[Congressional Bills 118th Congress]
[From the U.S. Government Publishing Office]
[H.R. 6623 Introduced in House (IH)]
<DOC>
118th CONGRESS
1st Session
H. R. 6623
To amend the Securities Exchange Act of 1934 to allow for the
registration of venture exchanges, and for other purposes.
_______________________________________________________________________
IN THE HOUSE OF REPRESENTATIVES
December 6, 2023
Mr. Emmer (for himself, Mr. Donalds, and Mr. Fitzgerald) introduced the
following bill; which was referred to the Committee on Financial
Services
_______________________________________________________________________
A BILL
To amend the Securities Exchange Act of 1934 to allow for the
registration of venture exchanges, and for other purposes.
Be it enacted by the Senate and House of Representatives of the
United States of America in Congress assembled,
SECTION 1. SHORT TITLE.
This Act may be cited as the ``Main Street Growth Act''.
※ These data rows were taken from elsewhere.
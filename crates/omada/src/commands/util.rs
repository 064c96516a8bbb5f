//! Shared helpers for command handlers.

use omada_core::{Controller, MacAddress, Site};

use crate::error::CliError;

/// The site a one-shot command targets: `--site`, else the profile's first
/// configured site, else the first site the controller lists.
pub async fn resolve_site(controller: &Controller) -> Result<Site, CliError> {
    if let Some(key) = controller.config().sites.first() {
        return Ok(controller.find_site(key).await?);
    }
    controller
        .list_sites()
        .await?
        .into_iter()
        .next()
        .ok_or_else(|| CliError::NotFound {
            resource_type: "site".into(),
            identifier: "(any)".into(),
            list_command: "sites".into(),
        })
}

/// Parse a MAC argument, rejecting anything that is not 48 bits.
pub fn parse_mac(raw: &str) -> Result<MacAddress, CliError> {
    if raw.chars().filter(char::is_ascii_hexdigit).count() == 12 {
        Ok(MacAddress::new(raw))
    } else {
        Err(CliError::Validation {
            field: "mac".into(),
            reason: format!("not a MAC address: {raw}"),
        })
    }
}

/// Report a completed action on stderr unless `--quiet`.
pub fn done(message: &str, quiet: bool) {
    if !quiet {
        eprintln!("{message}");
    }
}

#[cfg(test)]
#[allow(clippy::unwrap_used)]
mod tests {
    use super::*;

    #[test]
    fn mac_arguments_normalize() {
        assert_eq!(
            parse_mac("aa:bb:cc:dd:ee:ff").unwrap().as_str(),
            "AA-BB-CC-DD-EE-FF"
        );
        assert!(matches!(parse_mac("aa:bb"), Err(CliError::Validation { .. })));
    }
}
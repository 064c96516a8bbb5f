// ── Periodic pollers ──
//
// Each poller owns one cycle function and is driven by `spawn`, which runs
// cycles back-to-back on a fixed interval and publishes the outcome through
// a `watch` channel. A cycle is never started while the previous one is
// still running; a failed cycle keeps the last good snapshot visible.

mod clients;
mod site;
mod traffic;

use std::future::Future;
use std::sync::Arc;
use std::time::Duration;

use chrono::{DateTime, Utc};
use tokio::sync::watch;
use tokio::task::JoinHandle;
use tokio::time::MissedTickBehavior;
use tokio_util::sync::CancellationToken;
use tracing::{debug, warn};

use crate::error::CoreError;

pub use clients::{ClientPresencePoller, ClientPresenceSnapshot};
pub use site::{Policy, SiteAggregator, Step, assign_clients, parent_of};
pub use traffic::{AppTrafficPoller, local_midnight};

// ── Poller trait ─────────────────────────────────────────────────────

/// One independently scheduled data source.
pub trait Poller: Send + 'static {
    type Snapshot: Send + Sync + 'static;

    /// Label used in log lines, e.g. `site:Main Office`.
    fn label(&self) -> String;

    /// Run one full cycle and produce a fresh snapshot.
    fn poll_once(&mut self) -> impl Future<Output = Result<Self::Snapshot, CoreError>> + Send;
}

// ── Published state ──────────────────────────────────────────────────

/// What consumers observe after every cycle.
#[derive(Debug)]
pub struct PollState<S> {
    pub last_cycle_succeeded: bool,
    /// Latest successful snapshot; `None` before the first success.
    pub snapshot: Option<Arc<S>>,
    pub last_error: Option<String>,
    pub last_success_at: Option<DateTime<Utc>>,
    /// Completed cycles, successful or not.
    pub cycles: u64,
}

impl<S> Clone for PollState<S> {
    fn clone(&self) -> Self {
        Self {
            last_cycle_succeeded: self.last_cycle_succeeded,
            snapshot: self.snapshot.clone(),
            last_error: self.last_error.clone(),
            last_success_at: self.last_success_at,
            cycles: self.cycles,
        }
    }
}

impl<S> Default for PollState<S> {
    fn default() -> Self {
        Self {
            last_cycle_succeeded: false,
            snapshot: None,
            last_error: None,
            last_success_at: None,
            cycles: 0,
        }
    }
}

impl<S> PollState<S> {
    /// Fold one cycle outcome into the state.
    pub fn record(&mut self, outcome: Result<S, CoreError>, now: DateTime<Utc>) {
        self.cycles += 1;
        match outcome {
            Ok(snapshot) => {
                self.last_cycle_succeeded = true;
                self.snapshot = Some(Arc::new(snapshot));
                self.last_error = None;
                self.last_success_at = Some(now);
            }
            Err(e) => {
                self.last_cycle_succeeded = false;
                self.last_error = Some(e.to_string());
            }
        }
    }
}

// ── Handle ───────────────────────────────────────────────────────────

/// Read side of a running poller.
pub struct PollHandle<S> {
    rx: watch::Receiver<PollState<S>>,
}

impl<S> Clone for PollHandle<S> {
    fn clone(&self) -> Self {
        Self {
            rx: self.rx.clone(),
        }
    }
}

impl<S> PollHandle<S> {
    /// Current state, cloned out of the channel.
    pub fn current(&self) -> PollState<S> {
        self.rx.borrow().clone()
    }

    /// Latest successful snapshot, if any.
    pub fn snapshot(&self) -> Option<Arc<S>> {
        self.rx.borrow().snapshot.clone()
    }

    /// A receiver that wakes after every completed cycle.
    pub fn subscribe(&self) -> watch::Receiver<PollState<S>> {
        self.rx.clone()
    }
}

// ── Runner ───────────────────────────────────────────────────────────

/// Spawn `poller` on a fixed `period`. The first cycle runs immediately.
///
/// A cycle that fails with a credential-chain error raises `auth_failed`.
pub fn spawn<P: Poller>(
    mut poller: P,
    period: Duration,
    cancel: CancellationToken,
    auth_failed: Arc<watch::Sender<bool>>,
) -> (PollHandle<P::Snapshot>, JoinHandle<()>) {
    let (tx, rx) = watch::channel(PollState::default());

    let task = tokio::spawn(async move {
        let label = poller.label();
        let mut interval = tokio::time::interval(period);
        interval.set_missed_tick_behavior(MissedTickBehavior::Delay);

        loop {
            tokio::select! {
                biased;
                () = cancel.cancelled() => break,
                _ = interval.tick() => {}
            }

            let outcome = tokio::select! {
                biased;
                () = cancel.cancelled() => break,
                outcome = poller.poll_once() => outcome,
            };

            match &outcome {
                Ok(_) => {
                    debug!(poller = %label, "cycle published");
                    auth_failed.send_if_modified(|failed| std::mem::replace(failed, false));
                }
                Err(e) => {
                    warn!(poller = %label, error = %e, "cycle failed, keeping last snapshot");
                    if e.requires_operator() {
                        auth_failed.send_replace(true);
                    }
                }
            }

            let now = Utc::now();
            tx.send_modify(|state| state.record(outcome, now));
        }

        debug!(poller = %label, "poller stopped");
    });

    (PollHandle { rx }, task)
}

#[cfg(test)]
#[allow(clippy::unwrap_used)]
mod tests {
    use std::collections::VecDeque;

    use super::*;

    struct Scripted {
        outcomes: VecDeque<Result<u32, CoreError>>,
    }

    impl Poller for Scripted {
        type Snapshot = u32;

        fn label(&self) -> String {
            "scripted".into()
        }

        fn poll_once(&mut self) -> impl Future<Output = Result<u32, CoreError>> + Send {
            let next = self.outcomes.pop_front().unwrap_or(Ok(0));
            async move { next }
        }
    }

    #[test]
    fn failed_cycle_keeps_last_snapshot() {
        let mut state = PollState::default();
        let now = Utc::now();
        state.record(Ok(7_u32), now);
        state.record(Err(CoreError::Timeout), now);

        assert!(!state.last_cycle_succeeded);
        assert_eq!(state.snapshot.as_deref(), Some(&7));
        assert_eq!(state.last_error.as_deref(), Some("Controller request timed out"));
        assert_eq!(state.last_success_at, Some(now));
        assert_eq!(state.cycles, 2);
    }

    #[tokio::test(start_paused = true)]
    async fn runner_publishes_each_cycle_and_flags_auth_failure() {
        let poller = Scripted {
            outcomes: VecDeque::from([
                Ok(1),
                Err(CoreError::Timeout),
                Err(CoreError::AuthenticationFailed {
                    message: "client credentials rejected".into(),
                }),
            ]),
        };
        let cancel = CancellationToken::new();
        let (auth_tx, auth_rx) = watch::channel(false);
        let (handle, task) = spawn(
            poller,
            Duration::from_secs(60),
            cancel.clone(),
            Arc::new(auth_tx),
        );
        let mut rx = handle.subscribe();

        rx.changed().await.unwrap();
        assert!(handle.current().last_cycle_succeeded);
        assert_eq!(handle.snapshot().as_deref(), Some(&1));

        rx.changed().await.unwrap();
        let state = handle.current();
        assert!(!state.last_cycle_succeeded);
        assert_eq!(state.snapshot.as_deref(), Some(&1));
        assert!(!*auth_rx.borrow());

        rx.changed().await.unwrap();
        assert!(*auth_rx.borrow());

        cancel.cancel();
        task.await.unwrap();
    }
}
SEC. 2. VENTURE EXCHANGES.
(a) Securities Exchange Act of 1934.--Section 6 of the Securities
Exchange Act of 1934 (15 U.S.C. 78f) is amended by adding at the end
the following:
``(m) Venture Exchange.--
``(1) Registration.--
``(A) In general.--A person may register themself
(and a national securities exchange may register a
listing tier of such exchange) as a national securities
exchange solely for the purposes of trading venture
securities by filing an application with the Commission
pursuant to subsection (a) and the rules and
regulations thereunder.
``(B) Publication of notice.--The Commission shall,
upon the filing of an application under subparagraph
(A), publish notice of such filing and afford
interested persons an opportunity to submit written
data, views, and arguments concerning such application.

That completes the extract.